Nintendo Switch review: Hands-on with the intuitive modular console and its disappointing games…
This is a good point,having kids myself i kno that although the support must be a great help but it will be also hard work..
Excelent link i must say!!
the other day i had the same text message, from two near strangers, something like: "this is a chain prayer for madeleine on her birthday please say a prayer and send text to a friend"
which bewildered me somewhat!
There's a really good line in the thread I linked to: "tragedy porn" which I think sums it up perfectly. I don't have a problem with the family doing its damndest to keep the story alive, but I find the leaping on to the emotional bandwagon by tragedy tourists who turn up at the site of any loss or accident or similar ghoulish.
The other good point in the thread I linked to is that there's been very little reporting putting the issue in context. Channel 4 News has just done a piece about how charities for missing people are kind of rueful that it takes a missing blonde four-year-old to get their work in the headlines and to flag up other missing people, but I've seen very little of that kind of reporting.
Interesting discussion about class issues, too. It's been decided in some kind of inchoate collective consciousness that we won't talk about the fact that the parents left three tiny children alone - I bet that if it had been a less middle class family that issue would have been much more to the fore.
Obviously my basic emotion is to hope for that the child is found alive and I feel desperately sorry for the family, but I'm also fascinated and mildly repelled by the reaction to this.
I had this same text message but I knew where it came from and they were quickly told I wont be keeping your chain going with lining the pockets of the mobile networks when I can say a prayer for this child that wont cost me a penny.
'It's been decided in some kind of inchoate collective consciousness that we won't talk about the fact that the parents left three tiny children alone - I bet that if it had been a less middle class family that issue would have been much more to the fore'...my thoughts exactly. I received 2 text messages form people I hardly know asking me to forward them on as a 'prayer' like it is going to help. This is getting pathetic.

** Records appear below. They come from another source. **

use crate::agent::{CheckReport, CheckResult, GenerationAgent, ProposeInput};
use crate::parse::parse_reply;
use archpilot_core::{
    ArchError, ArtifactKind, ArtifactPayload, DiagramSource, Inference, InferenceRequest, Result,
    TEMPLATE_DIAGRAM,
};
use async_trait::async_trait;
use std::collections::BTreeSet;
use std::sync::Arc;

/// Produces a diagram-source description for one selected design.
pub struct DiagramAgent {
    inference: Arc<dyn Inference>,
}

impl DiagramAgent {
    pub fn new(inference: Arc<dyn Inference>) -> Self {
        Self { inference }
    }
}

#[async_trait]
impl GenerationAgent for DiagramAgent {
    fn name(&self) -> &str {
        "diagram_agent"
    }

    fn kind(&self) -> ArtifactKind {
        ArtifactKind::Diagram
    }

    async fn propose(&self, input: &ProposeInput) -> Result<ArtifactPayload> {
        let design = input
            .selected_design()
            .and_then(|a| a.payload.as_design())
            .ok_or_else(|| ArchError::Agent("diagram step received no design artifact".into()))?;

        let mut request = InferenceRequest::new(TEMPLATE_DIAGRAM)
            .with_variable("design", serde_json::to_string_pretty(design)?)
            .with_temperature(0.3);
        if !input.context.is_empty() {
            request = request.with_variable("context", input.context.to_prompt_block());
        }
        if let Some(critique) = &input.critique {
            request = request.with_variable("critique", critique.to_prompt_text());
        }

        let reply = self.inference.generate(request).await?;
        let diagram: DiagramSource = parse_reply(&reply)?;
        Ok(ArtifactPayload::Diagram(diagram))
    }

    fn evaluate(&self, candidate: &ArtifactPayload, input: &ProposeInput) -> CheckReport {
        let mut report = CheckReport::default();
        let Some(diagram) = candidate.as_diagram() else {
            report.push(CheckResult::fail("payload_kind", "candidate is not a diagram"));
            return report;
        };

        if diagram.source.trim().is_empty() {
            report.push(CheckResult::fail("has_source", "diagram source text is empty"));
        } else {
            report.push(CheckResult::pass("has_source"));
        }

        let Some(design) = input.selected_design().and_then(|a| a.payload.as_design()) else {
            report.push(CheckResult::fail("component_nodes", "no design artifact to check against"));
            return report;
        };

        let nodes: BTreeSet<&str> = diagram.nodes.iter().map(String::as_str).collect();
        let missing: Vec<&str> =
            design.components().into_iter().filter(|c| !nodes.contains(c)).collect();
        if missing.is_empty() {
            report.push(CheckResult::pass("component_nodes"));
        } else {
            report.push(CheckResult::fail(
                "component_nodes",
                format!("design services missing from the node set: {}", missing.join(", ")),
            ));
        }

        report
    }
}

#[cfg(test)]
mod tests {
    use super::*;
    use archpilot_core::{Artifact, DesignCandidate};
    use archpilot_model::ScriptedInference;

    fn selected_design() -> Artifact {
        Artifact::new(
            1,
            "design_agent",
            ArtifactPayload::Design(DesignCandidate {
                name: "Balanced".into(),
                description: "d".into(),
                compute_services: vec!["Lambda".into()],
                storage_services: vec!["S3".into()],
                database_services: vec![],
                networking_services: vec!["API Gateway".into()],
                security_services: vec![],
                monitoring_services: vec![],
                other_services: vec![],
                data_flow: String::new(),
                estimated_monthly_cost: String::new(),
                pros: vec![],
                cons: vec![],
            }),
        )
    }

    fn diagram(nodes: &[&str]) -> ArtifactPayload {
        ArtifactPayload::Diagram(DiagramSource {
            format: "mermaid".into(),
            source: "graph TD; a-->b".into(),
            nodes: nodes.iter().map(|n| n.to_string()).collect(),
            edges: vec![],
        })
    }

    #[test]
    fn test_node_set_must_cover_design_components() {
        let agent = DiagramAgent::new(Arc::new(ScriptedInference::new("mock")));
        let input = ProposeInput::new("req").with_priors(vec![selected_design()]);

        let report = agent.evaluate(&diagram(&["Lambda", "S3"]), &input);
        let failure = report.failed().next().expect("missing node should fail");
        assert_eq!(failure.name, "component_nodes");
        assert!(failure.detail.contains("API Gateway"));

        let report = agent.evaluate(&diagram(&["Lambda", "S3", "API Gateway", "Users"]), &input);
        assert!(report.all_passed(), "extra nodes are allowed");
    }

    #[tokio::test]
    async fn test_propose_without_design_errors() {
        let agent = DiagramAgent::new(Arc::new(ScriptedInference::new("mock")));
        let err = agent.propose(&ProposeInput::new("req")).await.unwrap_err();
        assert!(err.to_string().contains("no design artifact"));
    }
}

I really hope that she is found alive but all the schmaltz and collective grief which everyone is ordered to pour out is choking me senseless.
If the same happened to a single mother form a sink estate who left her children alone, she would have been flayed alive by the press especially the idiotic, drippy female reproter from The Mirror who claimed that the Brit guy was suspicious because he was trying to help, a paper renown for it's truth and incisiveness.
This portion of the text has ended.